Legacy scientific programming software collection by CERN

The CERN Program Library (CERNLIB) is a collection of general purpose software libraries and program modules for scientific computing, developed at the European Organization for Nuclear Research CERN. The application area of the library focuses on physics research, in particular high energy physics, involving general mathematics, data analysis, detectors simulation, data-handling, numerical analysis, and others, applicable to a wide range of scientific problems. Many modules are written in the FORTRAN 77 language.

The major fields covered by the libraries contained therein were:
- Elementary particle data
- Graphics and plotting
- Histograming
- I/O and structured data storage
- Numerical analysis
- Statistics and data analysis
- Detector simulation and Hadronic event generation

Lower-level parts of the CERN Program Library were most prominently used by the data analysis software Physics Analysis Workstation (PAW) and the detector simulation framework GEANT, both of which are also part of the CERN Program Library.

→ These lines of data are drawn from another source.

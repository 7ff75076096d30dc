//! Per-user enrichment steps.
//!
//! Each step fills exactly one [`UserRecord`] slot and reads nothing another
//! step writes, so the steps can run in any order and any number of times.
//! The role table is fetched once per run and shared read-only by every
//! worker.

use std::collections::HashSet;
use std::sync::Arc;

use tracing::{debug, info, instrument, warn};

use accessreport_client::{AtlassianClient, ProductAccess};
use accessreport_shared::{LastActive, LastActiveScope, Result, UserRecord, Variant};

/// Separator used when a list attribute is flattened into one cell.
pub const LIST_SEPARATOR: &str = ", ";

// ---------------------------------------------------------------------------
// Step selection
// ---------------------------------------------------------------------------

/// Which enrichment steps a run performs.
#[derive(Debug, Clone, Copy, PartialEq, Eq)]
pub struct EnrichmentSteps {
    pub last_active: bool,
    pub groups: bool,
    pub roles: bool,
}

impl EnrichmentSteps {
    /// The step set each export variant runs by default.
    pub fn for_variant(variant: Variant) -> Self {
        match variant {
            Variant::Jira => Self {
                last_active: true,
                groups: true,
                roles: true,
            },
            Variant::Confluence => Self {
                last_active: true,
                groups: false,
                roles: false,
            },
        }
    }

    pub fn none() -> Self {
        Self {
            last_active: false,
            groups: false,
            roles: false,
        }
    }
}

// ---------------------------------------------------------------------------
// Pure resolution helpers
// ---------------------------------------------------------------------------

/// Pick the most recent `last_active` within `scope`.
///
/// Timestamps are ISO-8601, so the lexicographic maximum is the latest.
pub fn resolve_last_active(entries: &[ProductAccess], scope: &LastActiveScope) -> LastActive {
    entries
        .iter()
        .filter(|entry| match scope {
            LastActiveScope::Product(key) => &entry.key == key,
            LastActiveScope::AllProducts => true,
        })
        .map(|entry| entry.last_active.as_str())
        .max()
        .map_or(LastActive::NoActivity, |date| LastActive::Seen(date.to_string()))
}

/// Join names for a single cell, keeping their order.
pub fn join_names<S: AsRef<str>>(names: &[S]) -> String {
    names
        .iter()
        .map(AsRef::as_ref)
        .collect::<Vec<_>>()
        .join(LIST_SEPARATOR)
}

// ---------------------------------------------------------------------------
// RoleDirectory
// ---------------------------------------------------------------------------

/// Project roles with the account ids holding each, in API order.
#[derive(Debug, Clone, Default)]
pub struct RoleDirectory {
    roles: Vec<(String, HashSet<String>)>,
}

impl RoleDirectory {
    /// Fetch the role table and every role's actor list for `project_key`.
    #[instrument(skip(client))]
    pub async fn fetch(client: &AtlassianClient, project_key: &str) -> Result<Self> {
        let table = client.project_roles(project_key).await?;
        let mut roles = Vec::with_capacity(table.len());

        for role in &table {
            let actors = client.role_actors(role).await?;
            debug!(role = %role.name, actors = actors.len(), "role actors fetched");
            roles.push((role.name.clone(), actors.into_iter().collect()));
        }

        info!(roles = roles.len(), "role directory loaded");
        Ok(Self { roles })
    }

    /// Build a directory from already-known memberships.
    pub fn from_memberships<I, S>(memberships: I) -> Self
    where
        I: IntoIterator<Item = (S, Vec<S>)>,
        S: Into<String>,
    {
        Self {
            roles: memberships
                .into_iter()
                .map(|(name, ids)| (name.into(), ids.into_iter().map(Into::into).collect()))
                .collect(),
        }
    }

    /// Names of the roles `account_id` holds, in directory order.
    pub fn roles_for(&self, account_id: &str) -> Vec<String> {
        self.roles
            .iter()
            .filter(|(_, members)| members.contains(account_id))
            .map(|(name, _)| name.clone())
            .collect()
    }

    pub fn len(&self) -> usize {
        self.roles.len()
    }

    pub fn is_empty(&self) -> bool {
        self.roles.is_empty()
    }
}

// ---------------------------------------------------------------------------
// Enrichment
// ---------------------------------------------------------------------------

/// Attributes gathered for one account.
#[derive(Debug, Clone, Default, PartialEq)]
pub struct Enrichment {
    pub last_active: Option<LastActive>,
    pub groups: Option<Vec<String>>,
    pub roles: Option<Vec<String>>,
}

impl Enrichment {
    /// Fill the record's empty slots. Slots that already hold a value keep it.
    pub fn apply_to(self, record: &mut UserRecord) {
        fill(&mut record.last_active, self.last_active);
        fill(&mut record.groups, self.groups);
        fill(&mut record.roles, self.roles);
    }
}

fn fill<T>(slot: &mut Option<T>, value: Option<T>) {
    if slot.is_none() {
        *slot = value;
    }
}

/// Runs the selected steps for one account at a time.
#[derive(Debug, Clone)]
pub struct Enricher {
    client: AtlassianClient,
    steps: EnrichmentSteps,
    scope: LastActiveScope,
    roles: Option<Arc<RoleDirectory>>,
}

impl Enricher {
    pub fn new(
        client: AtlassianClient,
        steps: EnrichmentSteps,
        scope: LastActiveScope,
        roles: Option<Arc<RoleDirectory>>,
    ) -> Self {
        Self {
            client,
            steps,
            scope,
            roles,
        }
    }

    /// Gather every selected attribute for `account_id`.
    pub async fn enrich(&self, account_id: &str) -> Result<Enrichment> {
        let mut enrichment = Enrichment::default();

        if self.steps.last_active {
            enrichment.last_active = Some(self.last_active(account_id).await?);
        }

        if self.steps.groups {
            let groups = self.client.user_groups(account_id).await?;
            enrichment.groups = Some(groups.into_iter().map(|g| g.name).collect());
        }

        if let Some(directory) = self.roles.as_deref().filter(|_| self.steps.roles) {
            enrichment.roles = Some(directory.roles_for(account_id));
        }

        Ok(enrichment)
    }

    /// A 401 for this one user becomes a fallback value; any other failure
    /// aborts the run.
    async fn last_active(&self, account_id: &str) -> Result<LastActive> {
        match self.client.last_active_dates(account_id).await {
            Ok(entries) => Ok(resolve_last_active(&entries, &self.scope)),
            Err(e) if e.is_unauthorized() => {
                warn!(
                    account_id,
                    error = %e,
                    "last-active lookup unauthorized, recording N/A"
                );
                Ok(LastActive::Unauthorized {
                    reason: e.to_string(),
                })
            }
            Err(e) => Err(e),
        }
    }
}
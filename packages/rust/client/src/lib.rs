//! HTTP client for the Atlassian site and organization admin APIs.
//!
//! This crate provides:
//! - [`AtlassianClient`]: one method per endpoint the export reads
//! - [`models`]: wire shapes for the responses that are not plain user objects

mod client;
pub mod models;

pub use client::AtlassianClient;
pub use models::{Group, ProductAccess, ProjectRole};
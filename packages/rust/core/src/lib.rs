//! Export orchestration for accessreport.
//!
//! This crate ties together seed acquisition, per-user enrichment, record
//! projection, and the CSV writer into one end-to-end workflow
//! ([`pipeline::run_export`]).

pub mod enrichment;
pub mod pipeline;
pub mod projection;
pub mod seed;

CERN Program Library used the year as its version, with not explicitly denoted minor revisions within a year. Besides legacy software dependency, for newer applications written in C++, CERNLIB is superseded by ROOT.

==Status==
Development and support for CERNLIB was discontinued in 2003. Libraries were still available "as is" "for ever" from the CERNLIB web site but with no new code, no user support and no port to IA-64.

The code was revitalized in 2022, multiple patches were added and as of 2023 the code can be compiled on multiple architectures either with its native build system imake or with the CMake.
The revitalized version is based on the CERNLIB release 2006.